2 che il suo tempio era ricchissimo e che vi si trovavano armature in oro, corazze e armi lasciate da Alessandro figlio di Filippo, re macedone, che aveva regnato per primo sui Greci.2 E avea uno tempio molto ricco; e avea veli d'oro e loriche (cioè panziere) e scudi, i quali avea lasciati Alessandro del re Filippo di Macedonia, il quale prima regnò in Grecia.
3 Vi andò e cercò di occupare la città per depredarla, ma non vi riuscì, perché gli abitanti, conosciuta la sua intenzione,3 Di che ello venne ivi, e cercava di prendere la cittade, e di rubarla; ed egli non potèo, imperciò che quegli della cittade se n'accorsono.
4 insorsero a mano armata contro di lui, che dovette fuggire, allontanandosi con grande tristezza per tornare in Babilonia.4 E si levarono contro a lui a battaglia; ed egli se ne fuggì, e andossene con grande tristizia, e tornòe in Babilonia.

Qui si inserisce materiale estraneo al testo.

//! Collaborator interfaces: views that draw nodes and dependencies, and
//! listeners that get told what happened.
//!
//! Animated view commands return a [`Transition`], a future that resolves
//! once the view has arrived (or fails if the view gave up).

use futures::future::{self, LocalBoxFuture};
use serde::Serialize;

use crate::dependency::{DependencyKey, ElementaryDependency, GroupedDependency};
use crate::error::ViewError;
use crate::geometry::{Circle, Vector};
use crate::tree::{NodeStyle, RimStyle};

pub type Transition = LocalBoxFuture<'static, Result<(), ViewError>>;

/// A transition that is already over.
pub fn settled() -> Transition {
    Box::pin(future::ready(Ok(())))
}

pub trait NodeView {
    fn show(&mut self);
    fn hide(&mut self);
    fn jump_to_position(&mut self, circle: &Circle);
    fn move_to_position(&mut self, circle: &Circle) -> Transition;
    fn change_radius(&mut self, r: f64, label_offset: f64) -> Transition;
    fn set_radius(&mut self, r: f64, label_offset: f64);
    fn update_node_type(&mut self, style: &NodeStyle);
}

pub trait DependencyView {
    fn show(&mut self);
    fn hide(&mut self);
    fn jump_to_position_and_show_if_visible(&mut self, dep: &GroupedDependency);
    fn move_to_position_and_show_if_visible(&mut self, dep: &GroupedDependency) -> Transition;
    fn refresh(&mut self, dep: &GroupedDependency);
    fn on_container_end_node_changed(&mut self, dep: &GroupedDependency);
}

/// One elementary dependency as listed by a detailed view.
#[derive(Debug, Clone, PartialEq, Serialize)]
pub struct DependencyDetail {
    #[serde(rename = "type")]
    pub kind: Option<String>,
    pub description: String,
}

impl From<&ElementaryDependency> for DependencyDetail {
    fn from(dep: &ElementaryDependency) -> Self {
        Self {
            kind: dep.kind().map(str::to_string),
            description: dep.description.clone(),
        }
    }
}

/// Lists the elementary dependencies behind one grouped edge while the user
/// hovers it.
pub trait DetailedDependencyView {
    /// `details` fetches the current list; it is only worth calling when the
    /// view is about to show it.
    fn fade_in(&mut self, details: &dyn Fn() -> Vec<DependencyDetail>);
    fn fade_out(&mut self);
}

pub trait ViewFactory {
    fn node_view(&mut self, name: &str, full_name: &str) -> Box<dyn NodeView>;
    fn dependency_view(&mut self, dep: &GroupedDependency) -> Box<dyn DependencyView>;

    #[allow(unused_variables)]
    fn detailed_view(&mut self, key: &DependencyKey) -> Box<dyn DetailedDependencyView> {
        Box::new(HeadlessDetailedView::default())
    }
}

/// Notifications about graph changes. Nodes are identified by full name.
#[allow(unused_variables)]
pub trait GraphListener {
    fn on_drag(&mut self, full_name: &str) {}
    fn on_fold(&mut self, full_name: &str) {}
    fn on_initial_fold(&mut self, full_name: &str) {}
    fn on_layout_changed(&mut self) {}
    fn on_node_rim_changed(&mut self, full_name: &str, rim: RimStyle) {}
    fn on_nodes_focused(&mut self) {}
    fn on_nodes_overlapping(&mut self, full_name: &str, position: Vector) {}
    fn on_size_expanded(&mut self, half_width: f64, half_height: f64) {}
}

// ============================================================================
// Headless views
// ============================================================================

/// Node view without a screen: remembers where it was told to be and
/// finishes every transition immediately.
#[derive(Debug, Clone, Default)]
pub struct HeadlessNodeView {
    pub circle: Circle,
    pub visible: bool,
    pub label_offset: f64,
    pub class_names: String,
}

impl NodeView for HeadlessNodeView {
    fn show(&mut self) {
        self.visible = true;
    }

    fn hide(&mut self) {
        self.visible = false;
    }

    fn jump_to_position(&mut self, circle: &Circle) {
        self.circle.x = circle.x;
        self.circle.y = circle.y;
    }

    fn move_to_position(&mut self, circle: &Circle) -> Transition {
        self.jump_to_position(circle);
        settled()
    }

    fn change_radius(&mut self, r: f64, label_offset: f64) -> Transition {
        self.set_radius(r, label_offset);
        settled()
    }

    fn set_radius(&mut self, r: f64, label_offset: f64) {
        self.circle.r = r;
        self.label_offset = label_offset;
    }

    fn update_node_type(&mut self, style: &NodeStyle) {
        self.class_names = style.class_names();
    }
}

#[derive(Debug, Clone, Default)]
pub struct HeadlessDependencyView {
    pub start: Vector,
    pub end: Vector,
    pub visible: bool,
}

impl DependencyView for HeadlessDependencyView {
    fn show(&mut self) {
        self.visible = true;
    }

    fn hide(&mut self) {
        self.visible = false;
    }

    fn jump_to_position_and_show_if_visible(&mut self, dep: &GroupedDependency) {
        self.start = dep.start;
        self.end = dep.end;
        self.visible = dep.is_visible();
    }

    fn move_to_position_and_show_if_visible(&mut self, dep: &GroupedDependency) -> Transition {
        self.jump_to_position_and_show_if_visible(dep);
        settled()
    }

    fn refresh(&mut self, dep: &GroupedDependency) {
        self.visible = dep.is_visible();
    }

    fn on_container_end_node_changed(&mut self, _dep: &GroupedDependency) {}
}

#[derive(Debug, Clone, Default)]
pub struct HeadlessDetailedView {
    pub details: Vec<DependencyDetail>,
    pub visible: bool,
}

impl DetailedDependencyView for HeadlessDetailedView {
    fn fade_in(&mut self, details: &dyn Fn() -> Vec<DependencyDetail>) {
        self.details = details();
        self.visible = true;
    }

    fn fade_out(&mut self) {
        self.visible = false;
    }
}

#[derive(Debug, Clone, Copy, Default)]
pub struct HeadlessViews;

impl ViewFactory for HeadlessViews {
    fn node_view(&mut self, _name: &str, _full_name: &str) -> Box<dyn NodeView> {
        Box::new(HeadlessNodeView::default())
    }

    fn dependency_view(&mut self, _dep: &GroupedDependency) -> Box<dyn DependencyView> {
        Box::new(HeadlessDependencyView::default())
    }
}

5 In Persia, poi, arrivò uno ad annunciargli la sconfitta degli eserciti che erano andati nella regione di Giuda;5 E fugli annunziato in Perside, come l' oste sua, ch' era nella terra Giudaica, era stata sconfitta e cacciata;
6 Lisia, che si era avanzato con un esercito fortissimo, era stato messo in fuga dai Giudei, i quali si erano rinforzati con le armi e con le copiose spoglie tolte agli eserciti vinti;6 e come Lisia v'era andato in prima con grande potenza, e come era istato cacciato da' Giudei; e come loro erano fatti potenti d'arme e di forze e di molte prede, le quali loro aveano guadagnate nell' oste che loro aveano sconfitto;
7 costoro avevano abbattuto l’abominio, che lui aveva posto sull’altare di Gerusalemme, e avevano circondato di alte mura, come prima, il santuario e Bet-Zur, una delle sue città.7 e che loro aveano fatte radunare l'abominazioni, le quali loro aveano edificato sopra l'altare di Ierusalem, e aveano circondato il santuario d' alte mura, sì come era in prima, e come loro aveano preso Betsura sua propria cittade.

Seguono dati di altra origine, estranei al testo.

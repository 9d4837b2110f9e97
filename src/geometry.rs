// Geometry primitives: vectors and circles in the shared coordinate space.
//
// Everything here is pure math. Tolerances are passed explicitly so the
// layout config stays the single source of truth for epsilons.

use std::ops::{Add, AddAssign, Mul, Neg, Sub};

use serde::Serialize;

#[derive(Debug, Copy, Clone, PartialEq, Default, Serialize)]
pub struct Vector {
    pub x: f64,
    pub y: f64,
}

impl Vector {
    pub const ZERO: Vector = Vector { x: 0.0, y: 0.0 };

    pub const fn new(x: f64, y: f64) -> Self {
        Self { x, y }
    }

    /// Vector pointing from `from` to `to`.
    pub fn between(from: Vector, to: Vector) -> Vector {
        to - from
    }

    pub fn length(&self) -> f64 {
        self.x.hypot(self.y)
    }

    pub fn is_zero(&self) -> bool {
        self.x == 0.0 && self.y == 0.0
    }

    /// Unit vector in the same direction. The zero vector maps to the x axis
    /// so callers always get a usable direction.
    pub fn normalized(&self) -> Vector {
        let len = self.length();
        if len <= f64::EPSILON {
            Vector::new(1.0, 0.0)
        } else {
            Vector::new(self.x / len, self.y / len)
        }
    }

    pub fn scaled(&self, factor: f64) -> Vector {
        Vector::new(self.x * factor, self.y * factor)
    }

    /// Rotate counter-clockwise by `angle` radians.
    pub fn rotated(&self, angle: f64) -> Vector {
        let (sin, cos) = angle.sin_cos();
        Vector::new(self.x * cos - self.y * sin, self.x * sin + self.y * cos)
    }

    pub fn distance(&self, other: Vector) -> f64 {
        (*self - other).length()
    }
}

impl Add for Vector {
    type Output = Vector;
    fn add(self, rhs: Vector) -> Vector {
        Vector::new(self.x + rhs.x, self.y + rhs.y)
    }
}

impl AddAssign for Vector {
    fn add_assign(&mut self, rhs: Vector) {
        self.x += rhs.x;
        self.y += rhs.y;
    }
}

impl Sub for Vector {
    type Output = Vector;
    fn sub(self, rhs: Vector) -> Vector {
        Vector::new(self.x - rhs.x, self.y - rhs.y)
    }
}

impl Mul<f64> for Vector {
    type Output = Vector;
    fn mul(self, rhs: f64) -> Vector {
        self.scaled(rhs)
    }
}

impl Neg for Vector {
    type Output = Vector;
    fn neg(self) -> Vector {
        Vector::new(-self.x, -self.y)
    }
}

#[derive(Debug, Copy, Clone, PartialEq, Default, Serialize)]
pub struct Circle {
    pub x: f64,
    pub y: f64,
    pub r: f64,
}

impl Circle {
    pub const fn new(x: f64, y: f64, r: f64) -> Self {
        Self { x, y, r }
    }

    pub fn at(center: Vector, r: f64) -> Self {
        Self { x: center.x, y: center.y, r }
    }

    pub fn center(&self) -> Vector {
        Vector::new(self.x, self.y)
    }

    pub fn translated(&self, delta: Vector) -> Circle {
        Circle::new(self.x + delta.x, self.y + delta.y, self.r)
    }

    pub fn inflated(&self, by: f64) -> Circle {
        Circle::new(self.x, self.y, self.r + by)
    }

    /// True if `other` lies completely inside this circle (up to `eps`).
    pub fn contains(&self, other: &Circle, eps: f64) -> bool {
        self.center().distance(other.center()) + other.r <= self.r + eps
    }

    /// True if the two circles intersect by more than `eps`.
    /// Touching circles do not overlap.
    pub fn overlaps(&self, other: &Circle, eps: f64) -> bool {
        self.center().distance(other.center()) < self.r + other.r - eps
    }

    /// Closest point on the rim to `point`.
    pub fn project_onto_rim(&self, point: Vector) -> Vector {
        let dir = Vector::between(self.center(), point).normalized();
        self.center() + dir * self.r
    }

    /// Smallest circle enclosing both `a` and `b`.
    pub fn enclose_pair(a: &Circle, b: &Circle) -> Circle {
        let d = a.center().distance(b.center());
        if d + b.r <= a.r {
            return *a;
        }
        if d + a.r <= b.r {
            return *b;
        }
        let r = (d + a.r + b.r) / 2.0;
        let dir = Vector::between(a.center(), b.center()).normalized();
        Circle::at(a.center() + dir * (r - a.r), r)
    }
}

#[cfg(test)]
mod tests {
    use super::*;

    const EPS: f64 = 1e-9;

    #[test]
    fn test_vector_arithmetic() {
        let a = Vector::new(1.0, 2.0);
        let b = Vector::new(4.0, 6.0);
        assert_eq!(Vector::between(a, b), Vector::new(3.0, 4.0));
        assert_eq!(Vector::between(a, b).length(), 5.0);
        assert_eq!(a + b, Vector::new(5.0, 8.0));
        assert_eq!(-a * 2.0, Vector::new(-2.0, -4.0));
    }

    #[test]
    fn test_normalized_zero_vector_is_usable() {
        assert_eq!(Vector::ZERO.normalized(), Vector::new(1.0, 0.0));
        let n = Vector::new(0.0, -3.0).normalized();
        assert!((n.y + 1.0).abs() < EPS);
    }

    #[test]
    fn test_rotation_quarter_turn() {
        let v = Vector::new(1.0, 0.0).rotated(std::f64::consts::FRAC_PI_2);
        assert!(v.x.abs() < EPS);
        assert!((v.y - 1.0).abs() < EPS);
    }

    #[test]
    fn test_contains_and_overlaps() {
        let big = Circle::new(0.0, 0.0, 10.0);
        let inner = Circle::new(3.0, 0.0, 7.0);
        let outside = Circle::new(20.0, 0.0, 5.0);
        let touching = Circle::new(15.0, 0.0, 5.0);

        assert!(big.contains(&inner, EPS));
        assert!(!big.contains(&outside, EPS));
        assert!(big.overlaps(&inner, EPS));
        assert!(!big.overlaps(&outside, EPS));
        assert!(!big.overlaps(&touching, EPS));
        assert!(!touching.overlaps(&big, EPS));
    }

    #[test]
    fn test_projection() {
        let c = Circle::new(0.0, 0.0, 10.0);
        assert_eq!(c.project_onto_rim(Vector::new(3.0, 0.0)), Vector::new(10.0, 0.0));
    }

    #[test]
    fn test_enclose_pair() {
        let a = Circle::new(0.0, 0.0, 10.0);
        let b = Circle::new(30.0, 0.0, 5.0);
        let e = Circle::enclose_pair(&a, &b);
        assert!((e.r - 22.5).abs() < EPS);
        assert!((e.x - 12.5).abs() < EPS);
        assert!(e.contains(&a, 1e-6));
        assert!(e.contains(&b, 1e-6));

        // One circle already inside the other
        let small = Circle::new(1.0, 1.0, 2.0);
        assert_eq!(Circle::enclose_pair(&a, &small), a);
        assert_eq!(Circle::enclose_pair(&small, &a), a);
    }
}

8 Quando udì tali cose, si turbò e cadde in profonda agitazione, si mise a letto e si ammalò per il dispiacere, perché non si erano realizzati i suoi desideri.8 E quando lo re ebbe intese queste novelle, molto si spaventò, e fu commosso (fortemente a grande ira e dolore); e puosesi a giacere nel letto, e cadde in grande infermità per la grande tristizia, però che non era avvenuto com' egli si pensava.
9 Rimase in questo stato per molti giorni, rinnovandosi sempre la profonda angoscia, così che si credette vicino alla morte.9 E quivi stette molti dì; però che grande tristizia si rinnovò in lui, (e aggravando forte di sua malattia) e pensò di morire.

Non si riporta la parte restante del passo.